Data records>
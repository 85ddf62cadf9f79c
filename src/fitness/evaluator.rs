//! Cross-validated, cached fitness evaluation.

use super::cache::{CvOutcome, EvaluationCache};
use super::{FitnessFunction, ScoreDirection};
use crate::error::EstimatorError;
use crate::estimator::{CrossValidator, Estimator, Split};
use crate::space::Configuration;
use log::{trace, warn};
use std::sync::atomic::{AtomicUsize, Ordering};
use std::sync::mpsc::{self, RecvTimeoutError};
use std::thread;
use std::time::Duration;

/// Scores configurations by cross-validating a template estimator.
///
/// For each configuration not yet in the cache, the template is cloned,
/// configured with [`Estimator::set_params`], then fitted and scored on
/// every split of the cross-validator. The fold scores are averaged and
/// normalized by the [`ScoreDirection`].
///
/// Estimator errors, empty split lists, non-finite means and timeouts all
/// yield [`WORST_FITNESS`](super::WORST_FITNESS); they are logged and cached,
/// never propagated.
pub struct FitnessEvaluator<E, C> {
    template: E,
    cv: C,
    direction: ScoreDirection,
    timeout: Option<Duration>,
    cache: EvaluationCache,
    estimator_calls: AtomicUsize,
    failures: AtomicUsize,
}

impl<E, C> FitnessEvaluator<E, C>
where
    E: Estimator,
    C: CrossValidator<E::Input, E::Target>,
{
    /// Creates an evaluator with an empty cache.
    pub fn new(template: E, cv: C) -> Self {
        Self {
            template,
            cv,
            direction: ScoreDirection::default(),
            timeout: None,
            cache: EvaluationCache::new(),
            estimator_calls: AtomicUsize::new(0),
            failures: AtomicUsize::new(0),
        }
    }

    /// Sets the score direction.
    pub fn with_direction(mut self, direction: ScoreDirection) -> Self {
        self.direction = direction;
        self
    }

    /// Bounds the wall-clock time of a single cross-validation run.
    ///
    /// A run exceeding the limit scores [`WORST_FITNESS`](super::WORST_FITNESS).
    /// Its worker thread is detached and left to finish in the background.
    pub fn with_timeout(mut self, timeout: Duration) -> Self {
        self.timeout = Some(timeout);
        self
    }

    pub fn direction(&self) -> ScoreDirection {
        self.direction
    }

    /// Number of distinct configurations evaluated so far.
    pub fn cache_len(&self) -> usize {
        self.cache.len()
    }

    /// Number of cross-validation runs actually executed (cache misses).
    pub fn estimator_calls(&self) -> usize {
        self.estimator_calls.load(Ordering::Relaxed)
    }

    /// Number of cross-validation runs that ended in the sentinel fitness.
    pub fn failures(&self) -> usize {
        self.failures.load(Ordering::Relaxed)
    }

    /// Cached outcome for `config`, if it has been evaluated.
    pub fn outcome(&self, config: &Configuration) -> Option<CvOutcome> {
        self.cache.get(&config.fingerprint())
    }

    /// Every outcome of the run, best first.
    pub fn results(&self) -> Vec<CvOutcome> {
        self.cache.snapshot()
    }

    pub fn template(&self) -> &E {
        &self.template
    }
}

impl<E, C> FitnessEvaluator<E, C>
where
    E: Estimator + Clone + Send + 'static,
    E::Input: Send + 'static,
    E::Target: Send + 'static,
    C: CrossValidator<E::Input, E::Target>,
{
    fn cross_validate(&self, config: &Configuration) -> Result<Vec<f64>, EstimatorError> {
        let splits = self.cv.splits();
        let Some(limit) = self.timeout else {
            return run_folds(self.template.clone(), config, &splits);
        };

        let estimator = self.template.clone();
        let config = config.clone();
        let (tx, rx) = mpsc::channel();
        thread::spawn(move || {
            // The receiver is gone if we already timed out.
            let _ = tx.send(run_folds(estimator, &config, &splits));
        });
        match rx.recv_timeout(limit) {
            Ok(result) => result,
            Err(RecvTimeoutError::Timeout) => Err(EstimatorError::Timeout(limit.as_millis())),
            Err(RecvTimeoutError::Disconnected) => {
                Err(EstimatorError::Fit("evaluation worker panicked".into()))
            }
        }
    }
}

impl<E, C> FitnessFunction for FitnessEvaluator<E, C>
where
    E: Estimator + Clone + Send + Sync + 'static,
    E::Input: Send + 'static,
    E::Target: Send + 'static,
    C: CrossValidator<E::Input, E::Target>,
{
    fn evaluate(&self, config: &Configuration) -> f64 {
        let key = config.fingerprint();
        if let Some(fitness) = self.cache.fitness(&key) {
            trace!("cache hit for {key}");
            return fitness;
        }

        self.estimator_calls.fetch_add(1, Ordering::Relaxed);
        let outcome = match self.cross_validate(config) {
            Ok(scores) => CvOutcome::from_scores(config.clone(), scores, self.direction),
            Err(e) => CvOutcome::failed(config.clone(), e),
        };
        if let Some(err) = &outcome.error {
            self.failures.fetch_add(1, Ordering::Relaxed);
            warn!("configuration {key} failed ({err}); assigning worst fitness");
        }

        let fitness = outcome.fitness;
        self.cache.insert(key, outcome);
        fitness
    }
}

/// Configures `estimator`, then fits and scores a fresh clone on each split.
pub(crate) fn run_folds<E>(
    mut estimator: E,
    config: &Configuration,
    splits: &[Split<E::Input, E::Target>],
) -> Result<Vec<f64>, EstimatorError>
where
    E: Estimator + Clone,
{
    estimator.set_params(config)?;
    splits
        .iter()
        .map(|split| {
            let mut fold = estimator.clone();
            fold.fit(&split.train_x, &split.train_y)?;
            fold.score(&split.valid_x, &split.valid_y)
        })
        .collect()
}

#[cfg(test)]
mod tests {
    use super::*;
    use crate::estimator::FixedFolds;
    use crate::fitness::WORST_FITNESS;
    use std::sync::Arc;

    /// Predicts a constant `bias`; scores negative absolute error.
    #[derive(Clone)]
    struct ConstantModel {
        bias: f64,
        fits: Arc<AtomicUsize>,
        delay: Duration,
    }

    impl ConstantModel {
        fn new() -> Self {
            Self {
                bias: 0.0,
                fits: Arc::new(AtomicUsize::new(0)),
                delay: Duration::ZERO,
            }
        }
    }

    impl Estimator for ConstantModel {
        type Input = Vec<f64>;
        type Target = Vec<f64>;

        fn set_params(&mut self, config: &Configuration) -> Result<(), EstimatorError> {
            self.bias = config
                .get("bias")
                .and_then(|v| v.as_float())
                .ok_or_else(|| EstimatorError::InvalidParams("bias missing".into()))?;
            Ok(())
        }

        fn fit(&mut self, _x: &Vec<f64>, _y: &Vec<f64>) -> Result<(), EstimatorError> {
            self.fits.fetch_add(1, Ordering::SeqCst);
            thread::sleep(self.delay);
            if self.bias < 0.0 {
                return Err(EstimatorError::Fit("negative bias".into()));
            }
            Ok(())
        }

        fn score(&self, _x: &Vec<f64>, y: &Vec<f64>) -> Result<f64, EstimatorError> {
            Ok(-y.iter().map(|t| (t - self.bias).abs()).sum::<f64>() / y.len() as f64)
        }
    }

    fn folds() -> FixedFolds<Vec<f64>, Vec<f64>> {
        FixedFolds::new(vec![
            Split::new(vec![0.0], vec![1.0], vec![0.0], vec![1.0]),
            Split::new(vec![0.0], vec![1.0], vec![0.0], vec![3.0]),
        ])
    }

    fn bias(b: f64) -> Configuration {
        let mut c = Configuration::new();
        c.insert("bias", b);
        c
    }

    #[test]
    fn test_mean_of_folds() {
        let evaluator = FitnessEvaluator::new(ConstantModel::new(), folds());
        // Fold errors are 1 and 1 at bias 2.
        assert!((evaluator.evaluate(&bias(2.0)) + 1.0).abs() < 1e-12);
        let outcome = evaluator.outcome(&bias(2.0)).unwrap();
        assert_eq!(outcome.fold_scores, vec![-1.0, -1.0]);
    }

    #[test]
    fn test_cache_prevents_refit() {
        let model = ConstantModel::new();
        let fits = model.fits.clone();
        let evaluator = FitnessEvaluator::new(model, folds());

        let first = evaluator.evaluate(&bias(1.0));
        let second = evaluator.evaluate(&bias(1.0));

        assert_eq!(first, second);
        assert_eq!(fits.load(Ordering::SeqCst), 2, "one fit per fold, once");
        assert_eq!(evaluator.estimator_calls(), 1);
        assert_eq!(evaluator.cache_len(), 1);
    }

    #[test]
    fn test_fit_failure_gives_sentinel() {
        let evaluator = FitnessEvaluator::new(ConstantModel::new(), folds());
        assert_eq!(evaluator.evaluate(&bias(-1.0)), WORST_FITNESS);
        assert_eq!(evaluator.failures(), 1);
        let outcome = evaluator.outcome(&bias(-1.0)).unwrap();
        assert!(matches!(outcome.error, Some(EstimatorError::Fit(_))));
    }

    #[test]
    fn test_set_params_failure_gives_sentinel() {
        let evaluator = FitnessEvaluator::new(ConstantModel::new(), folds());
        let mut config = Configuration::new();
        config.insert("other", 1);
        assert_eq!(evaluator.evaluate(&config), WORST_FITNESS);
        assert_eq!(evaluator.failures(), 1);
    }

    #[test]
    fn test_minimize_direction() {
        let evaluator =
            FitnessEvaluator::new(ConstantModel::new(), folds()).with_direction(ScoreDirection::Minimize);
        assert!((evaluator.evaluate(&bias(2.0)) - 1.0).abs() < 1e-12);
    }

    #[test]
    fn test_no_splits_is_failure() {
        let evaluator = FitnessEvaluator::new(ConstantModel::new(), FixedFolds::new(vec![]));
        assert_eq!(evaluator.evaluate(&bias(1.0)), WORST_FITNESS);
        assert_eq!(evaluator.failures(), 1);
    }

    #[test]
    fn test_timeout_gives_sentinel() {
        let mut model = ConstantModel::new();
        model.delay = Duration::from_millis(200);
        let evaluator = FitnessEvaluator::new(model, folds()).with_timeout(Duration::from_millis(10));
        assert_eq!(evaluator.evaluate(&bias(1.0)), WORST_FITNESS);
        let outcome = evaluator.outcome(&bias(1.0)).unwrap();
        assert!(matches!(outcome.error, Some(EstimatorError::Timeout(10))));
    }

    #[test]
    fn test_timeout_not_hit() {
        let evaluator =
            FitnessEvaluator::new(ConstantModel::new(), folds()).with_timeout(Duration::from_secs(5));
        assert!((evaluator.evaluate(&bias(2.0)) + 1.0).abs() < 1e-12);
    }

    #[test]
    fn test_results_best_first() {
        let evaluator = FitnessEvaluator::new(ConstantModel::new(), folds());
        for b in [0.0, 2.0, 5.0, -1.0] {
            evaluator.evaluate(&bias(b));
        }
        let results = evaluator.results();
        assert_eq!(results.len(), 4);
        assert_eq!(results[0].configuration, bias(2.0));
        assert!(results[3].is_failed());
    }
}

Exercise requirements> Return the opening line of the data and every line after it through the line containing "For each configuration", please, exactly as written and with nothing added.

Output>
repository 85ddf62cadf9f79c
filename src/fitness/evaluator.rs
//! Cross-validated, cached fitness evaluation.

use super::cache::{CvOutcome, EvaluationCache};
use super::{FitnessFunction, ScoreDirection};
use crate::error::EstimatorError;
use crate::estimator::{CrossValidator, Estimator, Split};
use crate::space::Configuration;
use log::{trace, warn};
use std::sync::atomic::{AtomicUsize, Ordering};
use std::sync::mpsc::{self, RecvTimeoutError};
use std::thread;
use std::time::Duration;

/// Scores configurations by cross-validating a template estimator.
///
/// For each configuration not yet in the cache, the template is cloned,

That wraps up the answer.